N.J. voting machines vulnerable, groups tell judges

The Record

The state’s voting machines are so vulnerable to tampering and error that it’s impossible to tell whether ballots are counted properly, a coalition of civil rights groups told an appellate panel Tuesday in a long-running case that has drawn national attention from computer security experts and voting officials.

The three judges must decide whether to order the state to replace tens of thousands of electronic voting machines with newer technology designed to be more secure.

The problem, advocates say, isn’t just theoretical: Voting machine irregularities caused a Superior Court judge to throw out a South Jersey election in 2011. Critics say it’s impossible to determine whether that was an isolated incident.

“The citizens of New Jersey are still voting on machines that can be tampered with and can lose votes,” argued Penny M. Venetis, co-director of the Rutgers University School of Law’s constitutional litigation clinic, who brought the suit eight years ago.

She argued that New Jersey’s voting machines are so insecure they violate residents’ constitutional rights, and she wants the courts to order the state to upgrade to technology that provides voters with a paper record of their ballots.

The state does a better job, Princeton University computer security expert Andrew Appel has said, of securing slot machines in Atlantic City — which are subjected to exhaustive hardware and software tests by the Division of Gaming before they ever hit the casino floor.

At a trail on the lawsuit, took Appel hacked into a New Jersey voting machine in 42 minutes.

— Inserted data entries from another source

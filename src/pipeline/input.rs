//! Input resolution: turn user-supplied paths into an ordered list of
//! [`SourceItem`]s.
//!
//! Files are taken in the order given. A directory expands to its supported
//! image files (non-recursive) sorted by file name, so re-running over the
//! same folder yields the same batch order.

use crate::error::PantheonError;
use crate::record::ItemKey;
use std::path::{Path, PathBuf};
use tracing::{debug, warn};

/// Extensions accepted as OCR input (lower-case, without the dot).
pub const SUPPORTED_EXTENSIONS: &[&str] = &["png", "jpg", "jpeg", "bmp", "gif", "jp2"];

/// One image selected for OCR.
///
/// The pipeline only borrows the file; it never moves or modifies it.
#[derive(Debug, Clone, PartialEq, Eq)]
pub struct SourceItem {
    pub key: ItemKey,
    pub path: PathBuf,
}

impl SourceItem {
    /// Build an item from a path with a supported extension.
    pub fn from_path(path: impl Into<PathBuf>) -> Option<Self> {
        let path = path.into();
        if !is_supported(&path) {
            return None;
        }
        let key = ItemKey::from_path(&path)?;
        Some(Self { key, path })
    }

    /// File name used in status messages.
    pub fn name(&self) -> String {
        self.path
            .file_name()
            .map(|n| n.to_string_lossy().into_owned())
            .unwrap_or_else(|| self.key.to_string())
    }

    /// Lower-case extension.
    pub fn extension(&self) -> String {
        extension_of(&self.path).unwrap_or_default()
    }
}

fn extension_of(path: &Path) -> Option<String> {
    path.extension().map(|e| e.to_string_lossy().to_lowercase())
}

/// Whether `path` has one of the [`SUPPORTED_EXTENSIONS`] (case-insensitive).
pub fn is_supported(path: &Path) -> bool {
    extension_of(path).is_some_and(|ext| SUPPORTED_EXTENSIONS.contains(&ext.as_str()))
}

/// Expand files and directories into source items.
///
/// Unsupported files are skipped with a warning. A path that does not exist
/// is an error: the caller named it explicitly.
pub fn collect_items(inputs: &[PathBuf]) -> Result<Vec<SourceItem>, PantheonError> {
    let mut items = Vec::new();

    for input in inputs {
        if !input.exists() {
            return Err(PantheonError::InputNotFound { path: input.clone() });
        }

        if input.is_dir() {
            let entries = std::fs::read_dir(input).map_err(|e| PantheonError::Workspace {
                path: input.clone(),
                source: e,
            })?;
            let mut files: Vec<PathBuf> = entries
                .filter_map(|entry| entry.ok().map(|e| e.path()))
                .filter(|p| p.is_file() && is_supported(p))
                .collect();
            files.sort_by(|a, b| a.file_name().cmp(&b.file_name()));
            debug!("{}: {} supported images", input.display(), files.len());
            items.extend(files.into_iter().filter_map(SourceItem::from_path));
        } else if let Some(item) = SourceItem::from_path(input.clone()) {
            items.push(item);
        } else {
            warn!("Skipping unsupported file: {}", input.display());
        }
    }

    Ok(items)
}

#[cfg(test)]
mod tests {
    use super::*;

    #[test]
    fn supported_extensions_case_insensitive() {
        assert!(is_supported(Path::new("a.PNG")));
        assert!(is_supported(Path::new("a.jpeg")));
        assert!(is_supported(Path::new("a.jp2")));
        assert!(!is_supported(Path::new("a.pdf")));
        assert!(!is_supported(Path::new("a.json")));
        assert!(!is_supported(Path::new("noext")));
    }

    #[test]
    fn item_key_and_name() {
        let item = SourceItem::from_path("/scans/Page_01.JPG").unwrap();
        assert_eq!(item.key.as_str(), "Page_01");
        assert_eq!(item.name(), "Page_01.JPG");
        assert_eq!(item.extension(), "jpg");
    }

    #[test]
    fn missing_input_is_an_error() {
        let err = collect_items(&[PathBuf::from("/definitely/not/here.png")]).unwrap_err();
        assert!(matches!(err, PantheonError::InputNotFound { .. }));
    }

    #[test]
    fn directory_expands_sorted_and_filtered() {
        let dir = tempfile::tempdir().unwrap();
        for name in ["c.png", "a.jpg", "notes.txt", "b.gif", "record.json"] {
            std::fs::write(dir.path().join(name), b"x").unwrap();
        }
        std::fs::create_dir(dir.path().join("sub.png")).unwrap();

        let items = collect_items(&[dir.path().to_path_buf()]).unwrap();
        let names: Vec<String> = items.iter().map(SourceItem::name).collect();
        assert_eq!(names, vec!["a.jpg", "b.gif", "c.png"]);
    }

    #[test]
    fn explicit_files_keep_caller_order() {
        let dir = tempfile::tempdir().unwrap();
        let z = dir.path().join("z.png");
        let a = dir.path().join("a.png");
        let txt = dir.path().join("readme.txt");
        for p in [&z, &a, &txt] {
            std::fs::write(p, b"x").unwrap();
        }
        let items = collect_items(&[z.clone(), txt, a.clone()]).unwrap();
        assert_eq!(items.len(), 2);
        assert_eq!(items[0].path, z);
        assert_eq!(items[1].path, a);
    }
}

Yet Assistant Attorney General Donna Kelly called the machines “time-tested” and said the courts should give the state “broad leeway” in deciding which voting machines to use. She said several other courts have approved similar voting machines and that opponents were relying on hypothetical scenarios because they can’t find examples of widespread machine malfunctions in New Jersey.

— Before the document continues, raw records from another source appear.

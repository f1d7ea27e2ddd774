//! Pipeline stages for image OCR and document assembly.
//!
//! Each submodule implements exactly one transformation step, so each can be
//! tested on its own and the OCR backend can be swapped without touching the
//! rest.
//!
//! ## Data Flow
//!
//! ```text
//! input ──▶ normalize ──▶ encode ──▶ ocr ──▶ store
//! (files)   (image→PDF)   (base64)   (HTTP)  (json/)
//!
//! store ──▶ stitch ──▶ compile
//! (json/)   (md + images/)  (pandoc)
//! ```
//!
//! 1. [`input`]     — expand user paths into supported source images
//! 2. [`normalize`] — decode, fold colour mode, write a one-page PDF; runs in
//!    `spawn_blocking` because decoding is CPU-bound
//! 3. [`encode`]    — wrap the PDF as a base64 data URI
//! 4. [`ocr`]       — the only stage with network I/O
//! 5. [`store`]     — one JSON record per item, read back sorted by key
//! 6. [`stitch`]    — merge records, extract images, rewrite references
//! 7. [`compile`]   — run the external compiler on the merged document

pub mod compile;
pub mod encode;
pub mod input;
pub mod normalize;
pub mod ocr;
pub mod stitch;
pub mod store;
//! Hand-off to the external document compiler (pandoc by default).
//!
//! The compiler runs with the workspace base as its working directory and the
//! asset directory on its resource path, so the relative image links the
//! stitcher wrote resolve. Its exit status decides success; stderr is kept
//! whole in the error and only shortened for display.

use crate::config::CompileConfig;
use crate::error::PantheonError;
use std::ffi::OsString;
use std::path::Path;
use std::process::Stdio;
use tokio::process::Command;
use tracing::{debug, info};

/// Paths one compilation works with.
#[derive(Debug, Clone, Copy)]
pub struct CompileJob<'a> {
    /// Working directory for the compiler.
    pub base: &'a Path,
    pub document: &'a Path,
    pub resource_dir: &'a Path,
    pub output: &'a Path,
}

/// Argument list for one compiler run, without the program name.
pub fn compiler_args(config: &CompileConfig, job: &CompileJob<'_>) -> Vec<OsString> {
    let mut args: Vec<OsString> = vec![
        job.document.into(),
        "-o".into(),
        job.output.into(),
        "--resource-path".into(),
        job.resource_dir.into(),
    ];
    if let Some(engine) = &config.pdf_engine {
        args.push(format!("--pdf-engine={engine}").into());
    }
    args
}

/// Run the compiler and wait for it.
///
/// Creates the output's parent directory first.
pub async fn compile(config: &CompileConfig, job: &CompileJob<'_>) -> Result<(), PantheonError> {
    if let Some(parent) = job.output.parent().filter(|p| !p.as_os_str().is_empty()) {
        tokio::fs::create_dir_all(parent)
            .await
            .map_err(|source| PantheonError::Workspace {
                path: parent.to_path_buf(),
                source,
            })?;
    }

    let args = compiler_args(config, job);
    debug!("Running {} {:?} in {}", config.program, args, job.base.display());

    let output = Command::new(&config.program)
        .args(&args)
        .current_dir(job.base)
        .stdin(Stdio::null())
        .output()
        .await
        .map_err(|e| match e.kind() {
            std::io::ErrorKind::NotFound => PantheonError::CompilerNotFound {
                program: config.program.clone(),
            },
            _ => PantheonError::Internal(format!("failed to start {}: {e}", config.program)),
        })?;

    if !output.status.success() {
        return Err(PantheonError::CompilationFailed {
            program: config.program.clone(),
            code: output.status.code(),
            diagnostic: String::from_utf8_lossy(&output.stderr).into_owned(),
        });
    }

    info!("Compiled {} → {}", job.document.display(), job.output.display());
    Ok(())
}

/// Whether `program` can be started at all (`<program> --version` exits 0).
pub async fn compiler_available(program: &str) -> bool {
    Command::new(program)
        .arg("--version")
        .stdin(Stdio::null())
        .stdout(Stdio::null())
        .stderr(Stdio::null())
        .status()
        .await
        .map(|s| s.success())
        .unwrap_or(false)
}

“Let’s try to manufacture a problem,” Kelly said, describing her opponents’ strategy. “Let’s get into hypotheticals.”

All but three of New Jersey’s 21 counties use the same machines, manufactured by Denver-based Dominion Voting Systems. They were purchased to help the state comply with a series of federal mandates to upgrade voting technology in the wake of widespread voting problems in Florida in the 2000 presidential election.